Over the years, advertising in Nigeria has done its best to support our economic system. With it, new products, ideas could be made known and development in others could be announced. Advertising revenues make possible the “free” mass media we use not only for entertainment but for the maintenance of our democracy.

Despite these economic benefits of advertising to the society, people still make complaints about advertising. One of the most common short term arguments about advertising is that it is so frequently deceptive. The United States’ Federal Trade Commission 3 (2001) defines deceptive advertising as: being a representation, omission, act or practice that is likely to mislead consumers acting reasonable under the circumstances. In the most obvious situation, a statement or representation that expresses a claim that is simply untrue is deceptive advertising.

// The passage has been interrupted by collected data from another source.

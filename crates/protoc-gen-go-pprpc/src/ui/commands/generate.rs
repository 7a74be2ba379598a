use std::path::PathBuf;

use crate::{
  generator::GeneratedFinalOutput,
  plugin,
  ui::{Colors, GenerateCommand, Logger, Verbosity},
  utils::descriptor::{DescriptorSetLoader, request_from_set},
};

#[derive(Debug, Clone)]
pub struct GenerateConfig {
  pub descriptor_set: PathBuf,
  pub param: String,
  pub files: Vec<String>,
  pub output: PathBuf,
  pub verbosity: Verbosity,
}

impl GenerateConfig {
  pub fn from_command(command: GenerateCommand, verbose: bool, quiet: bool) -> Self {
    let GenerateCommand {
      descriptor_set,
      param,
      files,
      output,
    } = command;

    Self {
      descriptor_set,
      param,
      files,
      output,
      verbosity: Verbosity::from_flags(verbose, quiet),
    }
  }

  async fn write_output(&self, output: &GeneratedFinalOutput) -> anyhow::Result<Vec<PathBuf>> {
    let mut written = Vec::with_capacity(output.files.len());
    for file in &output.files {
      let path = self.output.join(&file.name);
      if let Some(parent) = path.parent() {
        tokio::fs::create_dir_all(parent).await?;
      }
      tokio::fs::write(&path, &file.content).await?;
      written.push(path);
    }
    Ok(written)
  }
}

pub async fn generate_code(config: GenerateConfig, colors: &Colors) -> anyhow::Result<()> {
  let logger = Logger::new(colors, config.verbosity);

  logger.info(&format!("Loading descriptor set from: {}", config.descriptor_set.display()));
  let set = DescriptorSetLoader::open(&config.descriptor_set).await?.parse()?;
  let request = request_from_set(set, &config.files, Some(config.param.clone()));

  logger.info("Generating twirp adapters...");
  let (orchestrator, _) = plugin::orchestrator(&request)?;
  let output = orchestrator.generate()?;
  logger.report(&output.stats);

  logger.info(&format!("Writing to: {}", config.output.display()));
  let written = config.write_output(&output).await?;
  if config.verbosity >= Verbosity::Verbose {
    for path in &written {
      logger.info(&format!("  {}", path.display()));
    }
  }

  logger.success(&format!("Successfully generated {} file(s)", written.len()));
  Ok(())
}
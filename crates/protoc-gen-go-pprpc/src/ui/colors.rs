use std::io::IsTerminal;

use clap::{ValueEnum, builder::styling::Ansi256Color};
use comfy_table::Color as ComfyColor;
use crossterm::style::Color;

#[derive(Debug, Clone, Copy, ValueEnum)]
pub enum ColorMode {
  Always,
  Auto,
  Never,
}

#[derive(Debug, Clone, Copy, ValueEnum)]
pub enum ThemeMode {
  Dark,
  Light,
  Auto,
}

pub enum Theme {
  Dark,
  Light,
}

pub struct Colors {
  enabled: bool,
  theme: Theme,
}

pub trait IntoComfyColor {
  fn into(self) -> ComfyColor;
}

/// Every themed color is RGB, or `Reset` when colors are off.
impl IntoComfyColor for Color {
  fn into(self) -> ComfyColor {
    match self {
      Color::Rgb { r, g, b } => ComfyColor::Rgb { r, g, b },
      Color::AnsiValue(value) => ComfyColor::AnsiValue(value),
      _ => ComfyColor::Reset,
    }
  }
}

impl Colors {
  pub const fn new(enabled: bool, theme: Theme) -> Self {
    Self { enabled, theme }
  }

  const fn pick(&self, dark: Color, light: Color) -> Color {
    if !self.enabled {
      return Color::Reset;
    }

    match self.theme {
      Theme::Dark => dark,
      Theme::Light => light,
    }
  }

  pub const fn timestamp(&self) -> Color {
    self.pick(Color::Rgb { r: 118, g: 166, b: 166 }, Color::Rgb { r: 92, g: 62, b: 38 })
  }

  pub const fn primary(&self) -> Color {
    self.pick(Color::Rgb { r: 191, g: 126, b: 4 }, Color::Rgb { r: 70, g: 42, b: 25 })
  }

  pub const fn accent(&self) -> Color {
    self.pick(Color::Rgb { r: 166, g: 84, b: 55 }, Color::Rgb { r: 211, g: 99, b: 70 })
  }

  pub const fn info(&self) -> Color {
    self.pick(Color::Rgb { r: 118, g: 166, b: 166 }, Color::Rgb { r: 40, g: 111, b: 170 })
  }

  pub const fn success(&self) -> Color {
    self.pick(Color::Rgb { r: 118, g: 166, b: 166 }, Color::Rgb { r: 34, g: 142, b: 90 })
  }

  pub const fn label(&self) -> Color {
    self.pick(Color::Rgb { r: 217, g: 164, b: 4 }, Color::Rgb { r: 176, g: 103, b: 66 })
  }

  pub const fn value(&self) -> Color {
    self.pick(Color::Rgb { r: 242, g: 211, b: 56 }, Color::Rgb { r: 199, g: 146, b: 76 })
  }

  const fn to_clap(color: Color) -> Option<clap::builder::styling::Color> {
    use clap::builder::styling::{Color as ClapColor, RgbColor};

    match color {
      Color::Rgb { r, g, b } => Some(ClapColor::Rgb(RgbColor(r, g, b))),
      Color::AnsiValue(value) => Some(ClapColor::Ansi256(Ansi256Color(value))),
      _ => None,
    }
  }

  pub const fn clap_styles() -> clap::builder::Styles {
    use clap::builder::styling::{Style, Styles};

    let colors = Self::new(true, Theme::Dark);

    Styles::styled()
      .header(Style::new().bold().underline().fg_color(Self::to_clap(colors.label())))
      .usage(Style::new().bold().fg_color(Self::to_clap(colors.label())))
      .literal(Style::new().fg_color(Self::to_clap(colors.success())))
      .placeholder(Style::new().fg_color(Self::to_clap(colors.info())))
      .error(Style::new().bold().fg_color(Self::to_clap(colors.accent())))
      .valid(Style::new().fg_color(Self::to_clap(colors.success())))
      .invalid(Style::new().bold().fg_color(Self::to_clap(colors.accent())))
  }
}

/// Log output goes to stderr, so that is the stream checked for a terminal.
pub fn colors_enabled(mode: ColorMode) -> bool {
  match mode {
    ColorMode::Always => true,
    ColorMode::Never => false,
    ColorMode::Auto => std::io::stderr().is_terminal(),
  }
}

pub fn detect_theme(mode: ThemeMode) -> Theme {
  match mode {
    ThemeMode::Dark => Theme::Dark,
    ThemeMode::Light => Theme::Light,
    ThemeMode::Auto => detect_terminal_theme(),
  }
}

fn detect_terminal_theme() -> Theme {
  if let Ok(colorfgbg) = std::env::var("COLORFGBG")
    && let Some(bg) = colorfgbg.split(';').next_back()
    && let Ok(bg_num) = bg.parse::<u8>()
  {
    return if bg_num >= 8 { Theme::Light } else { Theme::Dark };
  }

  Theme::Dark
}

#[cfg(test)]
mod tests {
  use super::*;

  #[test]
  fn test_disabled_colors_reset() {
    let colors = Colors::new(false, Theme::Light);
    assert_eq!(colors.primary(), Color::Reset);
    assert_eq!(IntoComfyColor::into(colors.label()), ComfyColor::Reset);
    assert!(Colors::to_clap(colors.accent()).is_none());
  }

  #[test]
  fn test_theme_selects_palette() {
    let dark = Colors::new(true, Theme::Dark);
    let light = Colors::new(true, Theme::Light);
    assert_ne!(dark.info(), light.info());
    assert_eq!(
      IntoComfyColor::into(dark.value()),
      ComfyColor::Rgb { r: 242, g: 211, b: 56 }
    );
  }
}
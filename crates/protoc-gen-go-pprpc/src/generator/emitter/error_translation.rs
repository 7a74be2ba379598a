use super::{ERROR_TRANSLATION_ROUTINE, UnitBuilder};
use crate::generator::{
  ast::ErrorTranslation,
  resolver::{Role, ambient},
};

const DOMAIN_ERROR_TYPE: &str = "Error";
const DOMAIN_CODE_FIELD: &str = "Code";
const DOMAIN_CODE_META_KEY: &str = "domainCode";

impl UnitBuilder<'_> {
  /// Internal twirp error, annotated with the domain error code when there is one.
  pub(super) fn error_translation(&mut self) -> ErrorTranslation {
    let transport_error = self.reference(ambient::twirp("Error"));
    let new_error = self.reference(ambient::twirp("NewError"));
    let internal_code = self.reference(ambient::twirp("Internal"));
    let errors_as = self.reference(ambient::errors("As"));
    let domain_error = self.resolve(Role::DomainType, DOMAIN_ERROR_TYPE);
    let sprintf = self.reference(ambient::fmt("Sprintf"));
    let wrap_error = self.reference(ambient::twirp("WrapError"));

    ErrorTranslation::builder()
      .name(ERROR_TRANSLATION_ROUTINE)
      .transport_error(transport_error)
      .new_error(new_error)
      .internal_code(internal_code)
      .wrap_error(wrap_error)
      .errors_as(errors_as)
      .sprintf(sprintf)
      .domain_error(domain_error)
      .code_field(DOMAIN_CODE_FIELD)
      .meta_key(DOMAIN_CODE_META_KEY)
      .build()
  }
}
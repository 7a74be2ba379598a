//! Read-only view of the parsed schema files handed over by protoc.

use std::collections::{BTreeMap, HashMap, HashSet};

use anyhow::Context;
use prost_types::{DescriptorProto, FileDescriptorProto, MethodDescriptorProto, ServiceDescriptorProto};

use crate::generator::{
  ast::{GoIdent, GoImportPath},
  naming::identifiers::{clean_package_name, go_camel_case, go_sanitized},
};

const PROTO_EXTENSION: &str = ".proto";

#[derive(Debug, Clone, PartialEq, Eq)]
pub struct Method {
  pub name: String,
  pub go_name: String,
  pub input: GoIdent,
  pub output: GoIdent,
  pub client_streaming: bool,
  pub server_streaming: bool,
}

impl Method {
  pub fn is_streaming(&self) -> bool {
    self.client_streaming || self.server_streaming
  }
}

#[derive(Debug, Clone, PartialEq, Eq)]
pub struct Service {
  pub name: String,
  pub go_name: String,
  pub methods: Vec<Method>,
}

#[derive(Debug, Clone, PartialEq, Eq)]
pub struct SchemaFile {
  pub name: String,
  pub generate: bool,
  pub import_path: GoImportPath,
  pub package_name: String,
  pub services: Vec<Service>,
}

impl SchemaFile {
  /// File name with the trailing `.proto` removed.
  pub fn stem(&self) -> &str {
    self.name.strip_suffix(PROTO_EXTENSION).unwrap_or(&self.name)
  }

  /// Last path component of [`SchemaFile::stem`].
  pub fn base_stem(&self) -> &str {
    let stem = self.stem();
    stem.rsplit('/').next().unwrap_or(stem)
  }
}

/// Every file of a request, in the order protoc supplied them.
#[derive(Debug, Clone, Default, PartialEq, Eq)]
pub struct SchemaSet {
  pub files: Vec<SchemaFile>,
}

#[derive(Debug, Clone, Default)]
struct PackageInfo {
  import_path: Option<GoImportPath>,
  package_name: Option<String>,
}

impl PackageInfo {
  fn from_descriptor(file: &FileDescriptorProto, import_overrides: &BTreeMap<String, String>) -> Self {
    let go_package = import_overrides
      .get(file.name())
      .map(String::as_str)
      .or_else(|| file.options.as_ref().and_then(|options| options.go_package.as_deref()))
      .filter(|value| !value.is_empty());

    let Some(go_package) = go_package else {
      return Self::default();
    };

    match go_package.split_once(';') {
      Some((path, name)) => Self {
        import_path: (!path.is_empty()).then(|| GoImportPath::new(path)),
        package_name: Some(go_sanitized(name)),
      },
      None => Self {
        import_path: Some(GoImportPath::new(go_package)),
        package_name: None,
      },
    }
  }

  fn require_import_path(&self, file_name: &str) -> anyhow::Result<&GoImportPath> {
    self.import_path.as_ref().with_context(|| {
      format!(
        "unable to determine Go import path for \"{file_name}\": set option go_package or pass M{file_name}=<import path>"
      )
    })
  }
}

#[derive(Debug, Clone)]
struct MessageEntry {
  go_name: String,
  file_name: String,
}

/// Fully-qualified proto message name (`.pkg.Outer.Inner`) to its Go name and declaring file.
#[derive(Debug, Default)]
struct MessageIndex {
  messages: HashMap<String, MessageEntry>,
}

impl MessageIndex {
  fn build(files: &[FileDescriptorProto]) -> Self {
    let mut index = Self::default();
    for file in files {
      for message in &file.message_type {
        index.insert_message(file, "", message);
      }
    }
    index
  }

  fn insert_message(&mut self, file: &FileDescriptorProto, parent: &str, message: &DescriptorProto) {
    let relative = if parent.is_empty() {
      message.name().to_string()
    } else {
      format!("{parent}.{}", message.name())
    };

    let full_name = if file.package().is_empty() {
      format!(".{relative}")
    } else {
      format!(".{}.{relative}", file.package())
    };

    for nested in &message.nested_type {
      self.insert_message(file, &relative, nested);
    }

    self.messages.insert(
      full_name,
      MessageEntry {
        go_name: go_camel_case(&relative),
        file_name: file.name().to_string(),
      },
    );
  }

  fn get(&self, full_name: &str) -> Option<&MessageEntry> {
    self.messages.get(full_name)
  }
}

impl SchemaSet {
  /// Builds the schema model from protoc descriptors.
  ///
  /// `file_to_generate` marks the files protoc asked to generate for;
  /// `import_overrides` holds `M<file>=<import path>` parameter mappings.
  pub fn from_descriptors(
    files: &[FileDescriptorProto],
    file_to_generate: &[String],
    import_overrides: &BTreeMap<String, String>,
  ) -> anyhow::Result<Self> {
    let generate: HashSet<&str> = file_to_generate.iter().map(String::as_str).collect();
    let packages: HashMap<&str, PackageInfo> = files
      .iter()
      .map(|file| (file.name(), PackageInfo::from_descriptor(file, import_overrides)))
      .collect();
    let index = MessageIndex::build(files);

    let resolver = MessageResolver {
      index: &index,
      packages: &packages,
    };

    let files = files
      .iter()
      .map(|file| {
        let is_generated = generate.contains(file.name());
        resolver.schema_file(file, is_generated)
      })
      .collect::<anyhow::Result<Vec<_>>>()?;

    Ok(Self { files })
  }

  #[cfg(test)]
  pub fn file(&self, name: &str) -> Option<&SchemaFile> {
    self.files.iter().find(|file| file.name == name)
  }
}

struct MessageResolver<'a> {
  index: &'a MessageIndex,
  packages: &'a HashMap<&'a str, PackageInfo>,
}

impl MessageResolver<'_> {
  fn schema_file(&self, file: &FileDescriptorProto, generate: bool) -> anyhow::Result<SchemaFile> {
    let package = self.packages.get(file.name()).cloned().unwrap_or_default();

    // Dependencies only need a Go import path when one of their messages is referenced.
    let import_path = if generate {
      package.require_import_path(file.name())?.clone()
    } else {
      package.import_path.clone().unwrap_or_default()
    };

    let package_name = package
      .package_name
      .clone()
      .unwrap_or_else(|| clean_package_name(import_path.as_str()));

    let services = if generate {
      file
        .service
        .iter()
        .map(|service| self.service(file, service))
        .collect::<anyhow::Result<Vec<_>>>()?
    } else {
      vec![]
    };

    Ok(SchemaFile {
      name: file.name().to_string(),
      generate,
      import_path,
      package_name,
      services,
    })
  }

  fn service(&self, file: &FileDescriptorProto, service: &ServiceDescriptorProto) -> anyhow::Result<Service> {
    let methods = service
      .method
      .iter()
      .map(|method| self.method(file, service, method))
      .collect::<anyhow::Result<Vec<_>>>()?;

    Ok(Service {
      name: service.name().to_string(),
      go_name: go_camel_case(service.name()),
      methods,
    })
  }

  fn method(
    &self,
    file: &FileDescriptorProto,
    service: &ServiceDescriptorProto,
    method: &MethodDescriptorProto,
  ) -> anyhow::Result<Method> {
    let context = || format!("{}: method {}.{}", file.name(), service.name(), method.name());

    Ok(Method {
      name: method.name().to_string(),
      go_name: go_camel_case(method.name()),
      input: self.message_ident(method.input_type()).with_context(context)?,
      output: self.message_ident(method.output_type()).with_context(context)?,
      client_streaming: method.client_streaming(),
      server_streaming: method.server_streaming(),
    })
  }

  fn message_ident(&self, full_name: &str) -> anyhow::Result<GoIdent> {
    let entry = self
      .index
      .get(full_name)
      .with_context(|| format!("message type \"{full_name}\" is not defined in any supplied file"))?;

    let import_path = self
      .packages
      .get(entry.file_name.as_str())
      .with_context(|| format!("file \"{}\" is not part of the request", entry.file_name))?
      .require_import_path(&entry.file_name)?;

    Ok(GoIdent::new(entry.go_name.clone(), import_path.clone()))
  }
}
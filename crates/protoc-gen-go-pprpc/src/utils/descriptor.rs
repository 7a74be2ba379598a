use std::path::Path;

use fmmap::tokio::{AsyncMmapFile, AsyncMmapFileExt};
use prost::Message;
use prost_types::{FileDescriptorSet, compiler::CodeGeneratorRequest};

/// A `FileDescriptorSet` written by `protoc --include_imports --descriptor_set_out=FILE`.
pub struct DescriptorSetLoader {
  file: AsyncMmapFile,
}

impl DescriptorSetLoader {
  pub async fn open(path: &Path) -> anyhow::Result<Self> {
    let file = AsyncMmapFile::open(path).await?;
    Ok(Self { file })
  }

  pub fn parse(&self) -> anyhow::Result<FileDescriptorSet> {
    Ok(FileDescriptorSet::decode(self.file.as_slice())?)
  }
}

/// Builds the request protoc would send for `set`.
///
/// With no `files` every file in the set is flagged for generation.
pub fn request_from_set(set: FileDescriptorSet, files: &[String], parameter: Option<String>) -> CodeGeneratorRequest {
  let file_to_generate = if files.is_empty() {
    set.file.iter().map(|file| file.name().to_string()).collect()
  } else {
    files.to_vec()
  };

  CodeGeneratorRequest {
    file_to_generate,
    parameter,
    proto_file: set.file,
    ..Default::default()
  }
}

However, the Federal Trade Commission (FTC) has found an advertisement deceptive through an implied claim as well. An implied claim is one that a consumer could reach when reading the advertisement even if it is not explicitly stated.

Federal, State, unofficial, and Market forces all regulate advertising. According to Daramola (2003, P.229) “the essence of regulating advertising is to check irresponsible advertising”. There is no doubt that some advertisers make untruthful statements and claims in advertising certain products or service. Some also remain silent over the negative effects of certain products (for example cigarettes). In some cases, claims for many products, especially patent medicines and soft drinks, are often fraudulent and even dangerous. As a result, many people react to various advertisements and campaign with dislike and reservation, claiming that advertising is mostly deceptive especially on the front pages of Nigerian newspapers (Wilson, 2000).

However, in Nigeria, it is difficult to identity most deceptive advertisements, for the fact that by its very nature, is not “perfect information”. It is biased in favour of the advertiser and the brand. People expect that and do not usually mind. However, when advertisers cross the line between simply giving their point of view and creating false expectations, people begins to object, for at this point, the information does not only detract he consumers, it also mislead them.